Task directions:
The response should be the lines of the data, starting at the first and ending at the one that contains "let natal = positions(0.0);", copied without change.

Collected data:
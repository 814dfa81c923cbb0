//! Angle helpers shared by the aspect and fidelity calculations.

/// Wrap an angle into [0, 360).
pub fn normalize(angle: f64) -> f64 {
    if !angle.is_finite() {
        return angle;
    }
    let wrapped = angle.rem_euclid(360.0);
    // rem_euclid can round up to exactly 360 for tiny negative inputs
    if wrapped >= 360.0 {
        wrapped - 360.0
    } else {
        wrapped
    }
}

/// Shortest arc between two longitudes, in [0, 180].
pub fn angular_distance(a: f64, b: f64) -> f64 {
    let d = (a - b).abs() % 360.0;
    d.min(360.0 - d)
}
use criterion::{black_box, criterion_group, criterion_main, Criterion};
use harmonia::aspects::AspectAnalyzer;
use harmonia::{CelestialBody, Position};

fn positions(offset: f64) -> Vec<Position> {
    CelestialBody::ALL
        .iter()
        .enumerate()
        .map(|(i, &body)| Position {
            body,
            longitude: (i as f64 * 37.0 + offset) % 360.0,
            latitude: 0.0,
            distance_au: 1.0,
            daily_speed: 1.0,
        })
        .collect()
}

fn bench_detect_aspect(c: &mut Criterion) {
    let analyzer = AspectAnalyzer::new();

    c.bench_function("detect_aspect", |b| {
        b.iter(|| {
            analyzer.detect_aspect(
                black_box(100.0),
                black_box(282.0),
                black_box(CelestialBody::Sun),
                black_box(CelestialBody::Saturn),
            )
        })
    });
}

fn bench_detect_all(c: &mut Criterion) {
    let analyzer = AspectAnalyzer::new();
    let natal = positions(0.0);
    let transit = positions(13.5);

    c.bench_function("detect_all", |b| {
        b.iter(|| analyzer.detect_all(black_box(&natal), black_box(&transit)))
    });
}

criterion_group!(benches, bench_detect_aspect, bench_detect_all);
criterion_main!(benches);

Your response:
repository 814dfa81c923cbb0
//! Angle helpers shared by the aspect and fidelity calculations.

/// Wrap an angle into [0, 360).
pub fn normalize(angle: f64) -> f64 {
    if !angle.is_finite() {
        return angle;
    }
    let wrapped = angle.rem_euclid(360.0);
    // rem_euclid can round up to exactly 360 for tiny negative inputs
    if wrapped >= 360.0 {
        wrapped - 360.0
    } else {
        wrapped
    }
}

/// Shortest arc between two longitudes, in [0, 180].
pub fn angular_distance(a: f64, b: f64) -> f64 {
    let d = (a - b).abs() % 360.0;
    d.min(360.0 - d)
}
use criterion::{black_box, criterion_group, criterion_main, Criterion};
use harmonia::aspects::AspectAnalyzer;
use harmonia::{CelestialBody, Position};

fn positions(offset: f64) -> Vec<Position> {
    CelestialBody::ALL
        .iter()
        .enumerate()
        .map(|(i, &body)| Position {
            body,
            longitude: (i as f64 * 37.0 + offset) % 360.0,
            latitude: 0.0,
            distance_au: 1.0,
            daily_speed: 1.0,
        })
        .collect()
}

fn bench_detect_aspect(c: &mut Criterion) {
    let analyzer = AspectAnalyzer::new();

    c.bench_function("detect_aspect", |b| {
        b.iter(|| {
            analyzer.detect_aspect(
                black_box(100.0),
                black_box(282.0),
                black_box(CelestialBody::Sun),
                black_box(CelestialBody::Saturn),
            )
        })
    });
}

fn bench_detect_all(c: &mut Criterion) {
    let analyzer = AspectAnalyzer::new();
    let natal = positions(0.0);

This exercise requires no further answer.